**How to complete this task**
Report each line of the data that includes the word "reqwest".

========================================

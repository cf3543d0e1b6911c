use crate::config::AppConfig;
use crate::error::PipelineError;
use crate::models::classify_types::{DownloadProgress, ModelStatus};
use crate::services::classifier::inference::{OnnxModel, Scorer};
use futures::StreamExt;
use ort::session::builder::GraphOptimizationLevel;
use ort::session::Session;
use std::path::{Path, PathBuf};
use std::sync::Arc;
use tokio::io::AsyncWriteExt;
use tokio::sync::{Mutex, OnceCell};

/// Turns the artifact on disk into a [`Scorer`].
pub trait ModelLoader: Send + Sync {
    fn load(&self, path: &Path) -> Result<Arc<dyn Scorer>, PipelineError>;
}

/// Builds an ONNX Runtime session from the artifact.
pub struct OnnxLoader {
    onnx_threads: usize,
}

impl OnnxLoader {
    pub fn new(onnx_threads: usize) -> Self {
        Self {
            onnx_threads: onnx_threads.max(1),
        }
    }
}

impl Default for OnnxLoader {
    fn default() -> Self {
        Self::new(1)
    }
}

impl ModelLoader for OnnxLoader {
    fn load(&self, path: &Path) -> Result<Arc<dyn Scorer>, PipelineError> {
        let load_err = |reason: String| PipelineError::Load {
            path: path.to_path_buf(),
            reason,
        };

        if !path.is_file() {
            return Err(load_err("Model file not found".to_string()));
        }

        let _ = ort::init().with_name("retina-check").commit();

        let session = Session::builder()
            .map_err(|e| load_err(format!("Failed to create session builder: {}", e)))?
            .with_optimization_level(GraphOptimizationLevel::Level3)
            .map_err(|e| load_err(format!("Failed to set optimization level: {}", e)))?
            .with_intra_threads(self.onnx_threads)
            .map_err(|e| load_err(format!("Failed to set intra threads: {}", e)))?
            .commit_from_file(path)
            .map_err(|e| load_err(format!("Failed to load ONNX model: {}", e)))?;

        let model = OnnxModel::new(session).map_err(|e| load_err(e.to_string()))?;

        tracing::info!(
            path = %path.display(),
            input = %model.input_name(),
            threads = self.onnx_threads,
            "Model loaded"
        );

        Ok(Arc::new(model))
    }
}

/// Owns the model artifact and the process-wide loaded model.
///
/// Built once at startup and shared by handle. The artifact is fetched at most
/// once and the model is constructed at most once; later calls reuse both.
#[derive(Clone)]
pub struct ModelManager {
    pub model_url: Option<String>,
    pub model_path: PathBuf,
    client: reqwest::Client,
    loader: Arc<dyn ModelLoader>,
    model: Arc<OnceCell<Arc<dyn Scorer>>>,
    loading: Arc<Mutex<bool>>,
    error: Arc<Mutex<Option<String>>>,
}

impl ModelManager {
    pub fn new(
        model_url: Option<String>,
        model_path: impl Into<PathBuf>,
        loader: Arc<dyn ModelLoader>,
    ) -> Self {
        Self {
            model_url,
            model_path: model_path.into(),
            client: reqwest::Client::new(),
            loader,
            model: Arc::new(OnceCell::new()),
            loading: Arc::new(Mutex::new(false)),
            error: Arc::new(Mutex::new(None)),
        }
    }

    pub fn from_config(config: &AppConfig, app_data_dir: &Path) -> Self {
        Self::new(
            config.model_url.clone(),
            config.resolve_model_path(app_data_dir),
            Arc::new(OnnxLoader::new(config.onnx_threads)),
        )
    }

    pub fn with_client(mut self, client: reqwest::Client) -> Self {
        self.client = client;
        self
    }

    pub fn is_downloaded(&self) -> bool {
        self.model_path.is_file()
    }

    pub fn is_ready(&self) -> bool {
        self.model.initialized()
    }

    pub async fn is_loading(&self) -> bool {
        *self.loading.lock().await
    }

    pub async fn get_error(&self) -> Option<String> {
        self.error.lock().await.clone()
    }

    pub async fn status(&self) -> ModelStatus {
        ModelStatus {
            downloaded: self.is_downloaded(),
            loading: self.is_loading().await,
            ready: self.is_ready(),
            error: self.get_error().await,
        }
    }

    /// The loaded model, if startup finished.
    pub fn get_model(&self) -> Option<Arc<dyn Scorer>> {
        self.model.get().cloned()
    }

    /// Make sure the artifact exists locally, downloading it if it does not.
    pub async fn provision<F>(&self, on_progress: F) -> Result<(), PipelineError>
    where
        F: Fn(DownloadProgress) + Send + Sync,
    {
        if self.is_downloaded() {
            tracing::debug!(path = %self.model_path.display(), "Model already present, skipping download");
            return Ok(());
        }

        let result = self.fetch_artifact(&on_progress).await;
        if let Err(ref e) = result {
            tracing::error!(
                url = self.model_url.as_deref().unwrap_or("<unset>"),
                error = %e,
                "Model download failed"
            );
            *self.error.lock().await = Some(e.to_string());
        }
        result
    }

    async fn fetch_artifact<F>(&self, on_progress: &F) -> Result<(), PipelineError>
    where
        F: Fn(DownloadProgress) + Send + Sync,
    {
        let url = self.model_url.as_deref().ok_or_else(|| PipelineError::Download {
            url: "(RETINA_MODEL_URL not set)".to_string(),
            reason: format!("no model cached at {}", self.model_path.display()),
        })?;

        if let Some(dir) = self.model_path.parent() {
            tokio::fs::create_dir_all(dir).await?;
        }

        tracing::info!(
            url = %url,
            path = %self.model_path.display(),
            "Downloading model"
        );
        download_file(&self.client, url, &self.model_path, on_progress).await?;
        tracing::info!(path = %self.model_path.display(), "Model downloaded");
        Ok(())
    }

    /// Load the model on first call; every later call returns the same handle.
    ///
    /// A failed load is not cached, so a later call tries again.
    pub async fn load(&self) -> Result<Arc<dyn Scorer>, PipelineError> {
        let model = self
            .model
            .get_or_try_init(|| async {
                *self.loading.lock().await = true;
                *self.error.lock().await = None;

                let result = self.do_load_model().await;

                *self.loading.lock().await = false;
                if let Err(ref e) = result {
                    tracing::error!(path = %self.model_path.display(), error = %e, "Model load failed");
                    *self.error.lock().await = Some(e.to_string());
                }
                result
            })
            .await?;

        Ok(model.clone())
    }

    async fn do_load_model(&self) -> Result<Arc<dyn Scorer>, PipelineError> {
        let loader = self.loader.clone();
        let path = self.model_path.clone();

        tokio::task::spawn_blocking(move || loader.load(&path))
            .await
            .map_err(|e| PipelineError::Load {
                path: self.model_path.clone(),
                reason: format!("Model loading task failed: {}", e),
            })?
    }

    /// Startup sequence: provision, then load.
    pub async fn ensure_ready<F>(&self, on_progress: F) -> Result<Arc<dyn Scorer>, PipelineError>
    where
        F: Fn(DownloadProgress) + Send + Sync,
    {
        self.provision(on_progress).await?;
        self.load().await
    }
}

/// `model.onnx` downloads into `model.onnx.part` until complete.
fn partial_path(dest: &Path) -> PathBuf {
    let mut name = dest
        .file_name()
        .map(|n| n.to_os_string())
        .unwrap_or_default();
    name.push(".part");
    dest.with_file_name(name)
}

/// ONNX files are protobuf and never start with a markup tag.
fn looks_like_html(head: &[u8]) -> bool {
    head.iter()
        .find(|b| !b.is_ascii_whitespace())
        .is_some_and(|&b| b == b'<')
}

async fn download_file<F>(
    client: &reqwest::Client,
    url: &str,
    dest: &Path,
    on_progress: &F,
) -> Result<(), PipelineError>
where
    F: Fn(DownloadProgress) + Send + Sync,
{
    let part = partial_path(dest);

    match stream_to_file(client, url, &part, on_progress).await {
        Ok(()) => {
            tokio::fs::rename(&part, dest).await?;
            Ok(())
        }
        Err(e) => {
            let _ = tokio::fs::remove_file(&part).await;
            Err(e)
        }
    }
}

async fn stream_to_file<F>(
    client: &reqwest::Client,
    url: &str,
    dest: &Path,
    on_progress: &F,
) -> Result<(), PipelineError>
where
    F: Fn(DownloadProgress) + Send + Sync,
{
    let download_err = |reason: String| PipelineError::Download {
        url: url.to_string(),
        reason,
    };

    let response = client
        .get(url)
        .send()
        .await
        .map_err(|e| download_err(e.to_string()))?;

    if !response.status().is_success() {
        return Err(download_err(format!("HTTP {}", response.status())));
    }

    // File hosts answer with an HTML page (login, quota, virus scan) instead of the file.
    let content_type = response
        .headers()
        .get(reqwest::header::CONTENT_TYPE)
        .and_then(|v| v.to_str().ok())
        .unwrap_or_default()
        .to_ascii_lowercase();
    if content_type.starts_with("text/html") {
        return Err(download_err(
            "Server returned an HTML page instead of the model file".to_string(),
        ));
    }

    let total = response.content_length().unwrap_or(0);
    let mut downloaded: u64 = 0;
    let mut last_emit = 0;

    let mut file = tokio::fs::File::create(dest).await?;
    let mut stream = response.bytes_stream();

    while let Some(chunk) = stream.next().await {
        let chunk = chunk.map_err(|e| download_err(e.to_string()))?;
        if downloaded == 0 && looks_like_html(&chunk) {
            return Err(download_err(
                "Server returned an HTML page instead of the model file".to_string(),
            ));
        }
        downloaded += chunk.len() as u64;
        file.write_all(&chunk).await?;

        if total > 0 {
            let percent = (downloaded * 100) / total;
            // Emit every 1% or so to reduce traffic
            if percent > last_emit {
                on_progress(DownloadProgress {
                    downloaded,
                    total,
                    percent,
                });
                last_emit = percent;
            }
        }
    }
    file.flush().await?;

    if last_emit < 100 {
        on_progress(DownloadProgress {
            downloaded,
            total,
            percent: 100,
        });
    }

    Ok(())
}

#[cfg(test)]
mod tests {
    use super::*;

    #[test]
    fn test_partial_path() {
        assert_eq!(
            partial_path(Path::new("/data/models/model_binary.onnx")),
            PathBuf::from("/data/models/model_binary.onnx.part")
        );
    }

    #[test]
    fn test_looks_like_html() {
        assert!(looks_like_html(b"<!DOCTYPE html><html>"));
        assert!(looks_like_html(b"\n  <html>Google Drive can't scan this file</html>"));
        assert!(!looks_like_html(b"\x08\x07\x12\x07pytorch"));
        assert!(!looks_like_html(b""));
    }

    #[test]
    fn test_onnx_loader_missing_file() {
        let dir = tempfile::tempdir().unwrap();
        let path = dir.path().join("absent.onnx");
        let err = OnnxLoader::default().load(&path).err().unwrap();
        assert!(matches!(err, PipelineError::Load { .. }), "{err:?}");
    }

    #[test]
    fn test_onnx_loader_corrupt_file() {
        let dir = tempfile::tempdir().unwrap();
        let path = dir.path().join("corrupt.onnx");
        std::fs::write(&path, b"<html>quota exceeded</html>").unwrap();
        let err = OnnxLoader::default().load(&path).err().unwrap();
        assert!(matches!(err, PipelineError::Load { .. }), "{err:?}");
    }
}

========================================

**Completed task**
    client: reqwest::Client,
            client: reqwest::Client::new(),
    pub fn with_client(mut self, client: reqwest::Client) -> Self {
    client: &reqwest::Client,
    client: &reqwest::Client,
        .get(reqwest::header::CONTENT_TYPE)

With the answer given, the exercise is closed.